## EXERCISE PROMPT
Transcribe the following entries word for word. End with the line where "program is distributed" appears.
════════
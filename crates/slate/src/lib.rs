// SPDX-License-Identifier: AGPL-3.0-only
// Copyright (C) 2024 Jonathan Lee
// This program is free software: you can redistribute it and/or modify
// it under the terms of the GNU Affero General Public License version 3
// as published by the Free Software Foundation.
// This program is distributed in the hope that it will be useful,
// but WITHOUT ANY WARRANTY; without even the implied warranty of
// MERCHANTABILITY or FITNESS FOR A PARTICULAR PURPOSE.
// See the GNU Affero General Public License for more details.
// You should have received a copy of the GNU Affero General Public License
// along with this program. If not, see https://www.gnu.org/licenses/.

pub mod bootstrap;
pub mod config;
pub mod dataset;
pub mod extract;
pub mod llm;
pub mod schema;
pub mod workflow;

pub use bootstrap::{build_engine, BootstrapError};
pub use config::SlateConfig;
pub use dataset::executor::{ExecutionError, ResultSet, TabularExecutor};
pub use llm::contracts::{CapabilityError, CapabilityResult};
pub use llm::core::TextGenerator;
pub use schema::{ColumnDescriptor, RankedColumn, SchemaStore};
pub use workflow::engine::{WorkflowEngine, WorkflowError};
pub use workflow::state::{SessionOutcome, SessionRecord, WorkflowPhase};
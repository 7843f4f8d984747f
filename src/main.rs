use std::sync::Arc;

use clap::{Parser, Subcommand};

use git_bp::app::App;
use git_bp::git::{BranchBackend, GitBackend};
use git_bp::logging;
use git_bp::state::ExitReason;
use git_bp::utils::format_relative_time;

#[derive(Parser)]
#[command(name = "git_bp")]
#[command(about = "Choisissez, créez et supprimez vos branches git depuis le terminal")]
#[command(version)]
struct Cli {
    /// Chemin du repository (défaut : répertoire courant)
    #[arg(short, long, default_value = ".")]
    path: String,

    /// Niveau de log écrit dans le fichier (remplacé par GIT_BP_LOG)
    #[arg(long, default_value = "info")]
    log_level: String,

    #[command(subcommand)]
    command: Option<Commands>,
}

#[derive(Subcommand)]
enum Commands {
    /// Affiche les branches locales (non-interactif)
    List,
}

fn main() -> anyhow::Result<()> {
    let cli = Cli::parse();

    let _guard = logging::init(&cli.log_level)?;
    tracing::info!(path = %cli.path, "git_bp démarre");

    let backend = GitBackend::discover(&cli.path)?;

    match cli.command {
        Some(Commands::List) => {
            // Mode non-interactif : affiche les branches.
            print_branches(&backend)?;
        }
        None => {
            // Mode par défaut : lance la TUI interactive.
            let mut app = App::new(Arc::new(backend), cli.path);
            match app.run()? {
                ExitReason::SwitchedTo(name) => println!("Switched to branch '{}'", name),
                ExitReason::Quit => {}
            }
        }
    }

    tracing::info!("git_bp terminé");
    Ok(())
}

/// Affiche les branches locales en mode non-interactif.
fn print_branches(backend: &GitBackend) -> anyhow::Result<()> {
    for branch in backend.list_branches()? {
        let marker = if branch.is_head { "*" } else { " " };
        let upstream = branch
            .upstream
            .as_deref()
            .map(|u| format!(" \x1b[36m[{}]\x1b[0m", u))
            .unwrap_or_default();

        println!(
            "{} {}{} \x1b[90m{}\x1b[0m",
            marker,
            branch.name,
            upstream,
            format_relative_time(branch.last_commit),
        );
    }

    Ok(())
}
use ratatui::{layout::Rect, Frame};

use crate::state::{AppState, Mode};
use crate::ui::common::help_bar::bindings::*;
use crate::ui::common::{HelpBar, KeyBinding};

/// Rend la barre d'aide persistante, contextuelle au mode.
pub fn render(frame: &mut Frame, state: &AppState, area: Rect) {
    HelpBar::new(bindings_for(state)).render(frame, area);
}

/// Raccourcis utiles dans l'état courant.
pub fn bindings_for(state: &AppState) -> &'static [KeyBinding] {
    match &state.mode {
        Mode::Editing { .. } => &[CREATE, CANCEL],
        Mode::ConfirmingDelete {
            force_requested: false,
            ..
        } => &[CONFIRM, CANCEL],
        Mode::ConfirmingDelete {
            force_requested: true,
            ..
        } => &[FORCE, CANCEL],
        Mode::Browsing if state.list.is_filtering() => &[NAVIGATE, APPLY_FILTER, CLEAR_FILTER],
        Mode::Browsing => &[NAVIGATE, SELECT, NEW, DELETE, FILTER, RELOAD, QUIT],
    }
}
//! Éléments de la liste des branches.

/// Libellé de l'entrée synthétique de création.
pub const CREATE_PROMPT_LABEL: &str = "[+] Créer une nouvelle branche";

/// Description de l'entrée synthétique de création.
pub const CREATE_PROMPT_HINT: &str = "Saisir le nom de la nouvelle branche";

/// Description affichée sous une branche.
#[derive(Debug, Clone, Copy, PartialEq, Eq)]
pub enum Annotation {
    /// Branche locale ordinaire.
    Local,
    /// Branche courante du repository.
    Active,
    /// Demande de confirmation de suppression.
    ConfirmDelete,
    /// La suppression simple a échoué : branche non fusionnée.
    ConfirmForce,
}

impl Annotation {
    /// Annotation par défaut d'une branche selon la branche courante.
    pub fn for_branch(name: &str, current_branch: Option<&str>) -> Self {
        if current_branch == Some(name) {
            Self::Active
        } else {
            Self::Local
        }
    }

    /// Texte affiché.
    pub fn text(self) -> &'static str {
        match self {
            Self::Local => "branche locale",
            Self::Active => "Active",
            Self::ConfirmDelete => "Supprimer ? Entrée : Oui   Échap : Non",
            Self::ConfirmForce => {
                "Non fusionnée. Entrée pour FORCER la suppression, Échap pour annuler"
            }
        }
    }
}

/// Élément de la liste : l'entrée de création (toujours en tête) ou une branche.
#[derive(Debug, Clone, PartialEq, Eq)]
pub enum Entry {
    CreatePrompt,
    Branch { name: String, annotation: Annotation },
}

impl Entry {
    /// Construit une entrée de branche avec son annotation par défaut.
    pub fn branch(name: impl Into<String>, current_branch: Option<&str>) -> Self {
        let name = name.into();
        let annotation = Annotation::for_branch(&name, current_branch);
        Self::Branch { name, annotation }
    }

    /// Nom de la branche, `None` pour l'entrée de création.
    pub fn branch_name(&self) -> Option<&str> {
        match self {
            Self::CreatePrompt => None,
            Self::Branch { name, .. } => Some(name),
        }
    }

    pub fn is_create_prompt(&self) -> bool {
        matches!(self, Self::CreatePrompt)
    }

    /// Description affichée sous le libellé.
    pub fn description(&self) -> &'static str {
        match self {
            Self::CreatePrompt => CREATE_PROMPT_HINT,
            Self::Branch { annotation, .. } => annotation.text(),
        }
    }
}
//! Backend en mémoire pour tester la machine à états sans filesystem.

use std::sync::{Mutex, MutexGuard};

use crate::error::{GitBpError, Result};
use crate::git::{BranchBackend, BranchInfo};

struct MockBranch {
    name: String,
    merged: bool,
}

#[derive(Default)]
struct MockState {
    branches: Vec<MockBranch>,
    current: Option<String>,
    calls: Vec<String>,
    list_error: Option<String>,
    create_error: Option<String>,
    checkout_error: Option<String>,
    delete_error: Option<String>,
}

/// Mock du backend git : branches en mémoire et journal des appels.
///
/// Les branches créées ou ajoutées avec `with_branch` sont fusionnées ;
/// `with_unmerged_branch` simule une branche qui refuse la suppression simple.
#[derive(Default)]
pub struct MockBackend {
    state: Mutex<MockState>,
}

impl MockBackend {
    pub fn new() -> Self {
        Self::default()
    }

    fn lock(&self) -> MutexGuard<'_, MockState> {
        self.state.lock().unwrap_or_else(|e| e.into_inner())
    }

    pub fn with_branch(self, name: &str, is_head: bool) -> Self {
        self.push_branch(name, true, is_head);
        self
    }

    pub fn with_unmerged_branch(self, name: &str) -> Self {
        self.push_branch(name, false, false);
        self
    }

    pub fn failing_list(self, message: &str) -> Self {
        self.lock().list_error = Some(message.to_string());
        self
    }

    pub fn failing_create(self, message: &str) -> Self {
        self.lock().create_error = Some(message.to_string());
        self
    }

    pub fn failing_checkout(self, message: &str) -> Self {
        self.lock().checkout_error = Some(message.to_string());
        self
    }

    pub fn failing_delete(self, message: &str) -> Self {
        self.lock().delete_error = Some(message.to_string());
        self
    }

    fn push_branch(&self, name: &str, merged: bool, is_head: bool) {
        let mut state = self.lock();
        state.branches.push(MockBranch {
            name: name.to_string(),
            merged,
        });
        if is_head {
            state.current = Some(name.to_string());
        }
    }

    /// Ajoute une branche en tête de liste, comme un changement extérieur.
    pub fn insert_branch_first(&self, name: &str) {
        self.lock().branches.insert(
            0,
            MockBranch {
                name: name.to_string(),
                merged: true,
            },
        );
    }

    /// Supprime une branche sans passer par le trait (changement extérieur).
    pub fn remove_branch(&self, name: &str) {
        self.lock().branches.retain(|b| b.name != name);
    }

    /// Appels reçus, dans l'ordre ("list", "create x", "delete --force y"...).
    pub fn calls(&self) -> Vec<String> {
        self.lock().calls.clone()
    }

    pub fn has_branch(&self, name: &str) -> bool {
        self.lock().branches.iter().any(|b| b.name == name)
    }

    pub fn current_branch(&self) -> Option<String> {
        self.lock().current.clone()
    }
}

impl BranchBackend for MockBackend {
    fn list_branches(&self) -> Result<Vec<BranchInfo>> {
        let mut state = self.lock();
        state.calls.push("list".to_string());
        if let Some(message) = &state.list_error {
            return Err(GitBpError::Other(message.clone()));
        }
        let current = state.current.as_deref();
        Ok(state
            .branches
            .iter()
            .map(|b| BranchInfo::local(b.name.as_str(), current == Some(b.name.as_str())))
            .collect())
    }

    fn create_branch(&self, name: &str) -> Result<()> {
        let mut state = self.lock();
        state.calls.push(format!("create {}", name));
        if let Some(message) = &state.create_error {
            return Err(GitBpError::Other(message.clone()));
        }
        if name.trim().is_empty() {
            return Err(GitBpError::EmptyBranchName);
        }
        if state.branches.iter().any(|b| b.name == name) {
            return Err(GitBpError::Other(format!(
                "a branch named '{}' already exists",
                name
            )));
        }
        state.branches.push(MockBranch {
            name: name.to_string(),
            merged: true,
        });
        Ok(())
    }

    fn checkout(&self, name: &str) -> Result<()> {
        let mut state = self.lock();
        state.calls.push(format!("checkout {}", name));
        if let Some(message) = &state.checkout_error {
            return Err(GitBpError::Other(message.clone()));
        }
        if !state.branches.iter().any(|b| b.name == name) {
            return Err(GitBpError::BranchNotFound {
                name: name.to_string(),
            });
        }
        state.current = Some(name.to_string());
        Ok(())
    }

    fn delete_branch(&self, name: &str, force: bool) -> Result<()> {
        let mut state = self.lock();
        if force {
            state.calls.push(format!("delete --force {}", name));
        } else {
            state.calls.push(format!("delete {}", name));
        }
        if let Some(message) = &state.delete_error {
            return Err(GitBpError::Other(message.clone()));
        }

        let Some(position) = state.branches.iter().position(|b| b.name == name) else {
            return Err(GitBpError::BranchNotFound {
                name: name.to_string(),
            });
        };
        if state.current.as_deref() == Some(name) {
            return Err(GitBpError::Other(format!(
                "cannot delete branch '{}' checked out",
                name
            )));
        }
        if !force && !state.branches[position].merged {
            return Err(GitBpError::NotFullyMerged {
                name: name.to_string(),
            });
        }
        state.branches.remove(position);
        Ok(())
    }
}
════════
## ANSWER TO THIS PROBLEM
filename crates/slate/src/lib.rs
// SPDX-License-Identifier: AGPL-3.0-only
// Copyright (C) 2024 Jonathan Lee
// This program is free software: you can redistribute it and/or modify
// it under the terms of the GNU Affero General Public License version 3
// as published by the Free Software Foundation.
// This program is distributed in the hope that it will be useful,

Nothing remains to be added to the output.